-- EXERCISE BRIEF --
Each record, exactly as written, should be printed again.

-- EXTRACTED INFORMATION --

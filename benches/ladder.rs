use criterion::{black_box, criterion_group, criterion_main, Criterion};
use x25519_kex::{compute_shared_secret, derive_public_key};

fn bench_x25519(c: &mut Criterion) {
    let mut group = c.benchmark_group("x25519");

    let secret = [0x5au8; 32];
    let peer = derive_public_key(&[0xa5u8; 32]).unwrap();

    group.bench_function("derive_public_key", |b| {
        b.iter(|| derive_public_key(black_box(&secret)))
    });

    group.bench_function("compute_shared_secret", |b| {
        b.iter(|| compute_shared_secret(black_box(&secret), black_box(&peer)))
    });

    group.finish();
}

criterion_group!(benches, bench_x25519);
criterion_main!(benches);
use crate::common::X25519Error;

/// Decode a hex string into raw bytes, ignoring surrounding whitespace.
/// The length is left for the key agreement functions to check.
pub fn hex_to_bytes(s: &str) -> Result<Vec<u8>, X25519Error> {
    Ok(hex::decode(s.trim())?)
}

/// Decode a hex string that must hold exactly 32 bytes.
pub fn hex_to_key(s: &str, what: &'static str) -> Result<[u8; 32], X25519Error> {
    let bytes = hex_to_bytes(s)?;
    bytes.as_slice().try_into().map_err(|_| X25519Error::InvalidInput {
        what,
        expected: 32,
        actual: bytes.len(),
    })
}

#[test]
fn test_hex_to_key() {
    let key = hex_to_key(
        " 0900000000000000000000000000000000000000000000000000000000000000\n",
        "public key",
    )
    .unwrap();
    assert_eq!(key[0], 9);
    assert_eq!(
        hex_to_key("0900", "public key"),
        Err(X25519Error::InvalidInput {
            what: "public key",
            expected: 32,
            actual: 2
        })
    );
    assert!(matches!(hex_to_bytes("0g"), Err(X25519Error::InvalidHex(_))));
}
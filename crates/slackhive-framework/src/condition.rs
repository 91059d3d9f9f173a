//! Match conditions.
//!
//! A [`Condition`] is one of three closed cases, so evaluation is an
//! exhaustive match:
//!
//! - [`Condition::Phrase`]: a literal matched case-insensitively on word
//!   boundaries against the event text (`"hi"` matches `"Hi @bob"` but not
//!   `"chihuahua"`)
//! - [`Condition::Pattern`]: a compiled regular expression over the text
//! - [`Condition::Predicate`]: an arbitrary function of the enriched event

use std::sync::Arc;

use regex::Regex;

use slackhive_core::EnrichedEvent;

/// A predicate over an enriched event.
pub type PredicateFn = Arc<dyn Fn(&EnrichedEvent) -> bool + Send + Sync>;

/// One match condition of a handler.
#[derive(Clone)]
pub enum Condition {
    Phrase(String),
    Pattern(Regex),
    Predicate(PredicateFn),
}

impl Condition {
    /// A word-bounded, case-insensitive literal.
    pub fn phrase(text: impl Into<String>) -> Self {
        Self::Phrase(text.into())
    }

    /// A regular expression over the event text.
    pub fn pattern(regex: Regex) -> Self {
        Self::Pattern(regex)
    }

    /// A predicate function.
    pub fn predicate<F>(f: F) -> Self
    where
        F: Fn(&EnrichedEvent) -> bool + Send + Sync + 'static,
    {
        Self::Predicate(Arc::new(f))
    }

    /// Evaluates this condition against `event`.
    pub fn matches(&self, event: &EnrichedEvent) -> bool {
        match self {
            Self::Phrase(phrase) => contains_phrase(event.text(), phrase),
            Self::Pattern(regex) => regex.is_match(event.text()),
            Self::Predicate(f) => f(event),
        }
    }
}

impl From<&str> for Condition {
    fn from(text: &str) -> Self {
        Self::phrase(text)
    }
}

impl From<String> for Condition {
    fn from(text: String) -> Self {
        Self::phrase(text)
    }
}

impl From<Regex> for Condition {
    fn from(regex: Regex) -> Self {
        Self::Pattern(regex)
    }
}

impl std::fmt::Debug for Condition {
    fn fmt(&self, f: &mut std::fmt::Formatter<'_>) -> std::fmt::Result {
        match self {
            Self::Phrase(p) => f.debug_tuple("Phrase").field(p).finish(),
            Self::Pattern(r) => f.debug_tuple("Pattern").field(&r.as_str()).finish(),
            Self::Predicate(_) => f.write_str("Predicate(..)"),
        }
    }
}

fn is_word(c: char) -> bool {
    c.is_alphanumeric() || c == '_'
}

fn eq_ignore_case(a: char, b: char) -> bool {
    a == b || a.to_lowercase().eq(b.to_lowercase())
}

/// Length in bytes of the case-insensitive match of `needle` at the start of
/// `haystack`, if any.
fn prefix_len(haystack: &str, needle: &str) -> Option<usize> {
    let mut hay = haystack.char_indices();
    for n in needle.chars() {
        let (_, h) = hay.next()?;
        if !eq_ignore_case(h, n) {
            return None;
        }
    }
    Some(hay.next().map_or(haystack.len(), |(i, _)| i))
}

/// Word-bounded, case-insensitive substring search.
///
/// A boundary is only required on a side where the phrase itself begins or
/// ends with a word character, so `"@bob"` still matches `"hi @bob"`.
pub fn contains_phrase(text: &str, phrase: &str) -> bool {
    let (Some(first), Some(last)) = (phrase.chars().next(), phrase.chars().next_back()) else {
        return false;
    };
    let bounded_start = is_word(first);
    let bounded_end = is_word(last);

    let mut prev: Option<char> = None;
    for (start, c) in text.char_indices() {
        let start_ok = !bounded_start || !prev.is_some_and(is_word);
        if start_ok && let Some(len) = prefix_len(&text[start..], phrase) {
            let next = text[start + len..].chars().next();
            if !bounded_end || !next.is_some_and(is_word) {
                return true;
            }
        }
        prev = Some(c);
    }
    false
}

-- ANSWER FOR THE TASK --
filename benches/ladder.rs
use criterion::{black_box, criterion_group, criterion_main, Criterion};
use x25519_kex::{compute_shared_secret, derive_public_key};

fn bench_x25519(c: &mut Criterion) {
    let mut group = c.benchmark_group("x25519");

    let secret = [0x5au8; 32];
    let peer = derive_public_key(&[0xa5u8; 32]).unwrap();

    group.bench_function("derive_public_key", |b| {
        b.iter(|| derive_public_key(black_box(&secret)))
    });

    group.bench_function("compute_shared_secret", |b| {
        b.iter(|| compute_shared_secret(black_box(&secret), black_box(&peer)))
    });

    group.finish();
}

criterion_group!(benches, bench_x25519);
criterion_main!(benches);
use crate::common::X25519Error;

/// Decode a hex string into raw bytes, ignoring surrounding whitespace.
/// The length is left for the key agreement functions to check.
pub fn hex_to_bytes(s: &str) -> Result<Vec<u8>, X25519Error> {
    Ok(hex::decode(s.trim())?)
}

/// Decode a hex string that must hold exactly 32 bytes.
pub fn hex_to_key(s: &str, what: &'static str) -> Result<[u8; 32], X25519Error> {
    let bytes = hex_to_bytes(s)?;
    bytes.as_slice().try_into().map_err(|_| X25519Error::InvalidInput {
        what,
        expected: 32,
        actual: bytes.len(),
    })
}

#[test]
fn test_hex_to_key() {
    let key = hex_to_key(
        " 0900000000000000000000000000000000000000000000000000000000000000\n",
        "public key",
    )
    .unwrap();
    assert_eq!(key[0], 9);
    assert_eq!(
        hex_to_key("0900", "public key"),
        Err(X25519Error::InvalidInput {
            what: "public key",
            expected: 32,
            actual: 2
        })
    );
    assert!(matches!(hex_to_bytes("0g"), Err(X25519Error::InvalidHex(_))));
}
filename crates/slackhive-framework/src/condition.rs
repository 91059d3d9f9f173a
//! Match conditions.
//!
//! A [`Condition`] is one of three closed cases, so evaluation is an
//! exhaustive match:
//!
//! - [`Condition::Phrase`]: a literal matched case-insensitively on word
//!   boundaries against the event text (`"hi"` matches `"Hi @bob"` but not
//!   `"chihuahua"`)
//! - [`Condition::Pattern`]: a compiled regular expression over the text
//! - [`Condition::Predicate`]: an arbitrary function of the enriched event

use std::sync::Arc;

use regex::Regex;

use slackhive_core::EnrichedEvent;

/// A predicate over an enriched event.
pub type PredicateFn = Arc<dyn Fn(&EnrichedEvent) -> bool + Send + Sync>;

/// One match condition of a handler.
#[derive(Clone)]
pub enum Condition {
    Phrase(String),
    Pattern(Regex),
    Predicate(PredicateFn),
}

impl Condition {
    /// A word-bounded, case-insensitive literal.
    pub fn phrase(text: impl Into<String>) -> Self {
        Self::Phrase(text.into())
    }

    /// A regular expression over the event text.
    pub fn pattern(regex: Regex) -> Self {
        Self::Pattern(regex)
    }

    /// A predicate function.
    pub fn predicate<F>(f: F) -> Self
    where
        F: Fn(&EnrichedEvent) -> bool + Send + Sync + 'static,
    {
        Self::Predicate(Arc::new(f))
    }

    /// Evaluates this condition against `event`.
    pub fn matches(&self, event: &EnrichedEvent) -> bool {
        match self {
            Self::Phrase(phrase) => contains_phrase(event.text(), phrase),
            Self::Pattern(regex) => regex.is_match(event.text()),
            Self::Predicate(f) => f(event),
        }
    }
}

impl From<&str> for Condition {
    fn from(text: &str) -> Self {
        Self::phrase(text)
    }
}

impl From<String> for Condition {
    fn from(text: String) -> Self {
        Self::phrase(text)
    }
}

impl From<Regex> for Condition {
    fn from(regex: Regex) -> Self {
        Self::Pattern(regex)
    }
}

impl std::fmt::Debug for Condition {
    fn fmt(&self, f: &mut std::fmt::Formatter<'_>) -> std::fmt::Result {
        match self {
            Self::Phrase(p) => f.debug_tuple("Phrase").field(p).finish(),
            Self::Pattern(r) => f.debug_tuple("Pattern").field(&r.as_str()).finish(),
            Self::Predicate(_) => f.write_str("Predicate(..)"),
        }
    }
}

fn is_word(c: char) -> bool {
    c.is_alphanumeric() || c == '_'
}

fn eq_ignore_case(a: char, b: char) -> bool {
    a == b || a.to_lowercase().eq(b.to_lowercase())
}

/// Length in bytes of the case-insensitive match of `needle` at the start of
/// `haystack`, if any.
fn prefix_len(haystack: &str, needle: &str) -> Option<usize> {
    let mut hay = haystack.char_indices();
    for n in needle.chars() {
        let (_, h) = hay.next()?;
        if !eq_ignore_case(h, n) {
            return None;
        }
    }
    Some(hay.next().map_or(haystack.len(), |(i, _)| i))
}

/// Word-bounded, case-insensitive substring search.
///
/// A boundary is only required on a side where the phrase itself begins or
/// ends with a word character, so `"@bob"` still matches `"hi @bob"`.
pub fn contains_phrase(text: &str, phrase: &str) -> bool {
    let (Some(first), Some(last)) = (phrase.chars().next(), phrase.chars().next_back()) else {
        return false;
    };
    let bounded_start = is_word(first);
    let bounded_end = is_word(last);

    let mut prev: Option<char> = None;
    for (start, c) in text.char_indices() {
        let start_ok = !bounded_start || !prev.is_some_and(is_word);
        if start_ok && let Some(len) = prefix_len(&text[start..], phrase) {
            let next = text[start + len..].chars().next();
            if !bounded_end || !next.is_some_and(is_word) {
                return true;
            }
        }
        prev = Some(c);
    }
    false
}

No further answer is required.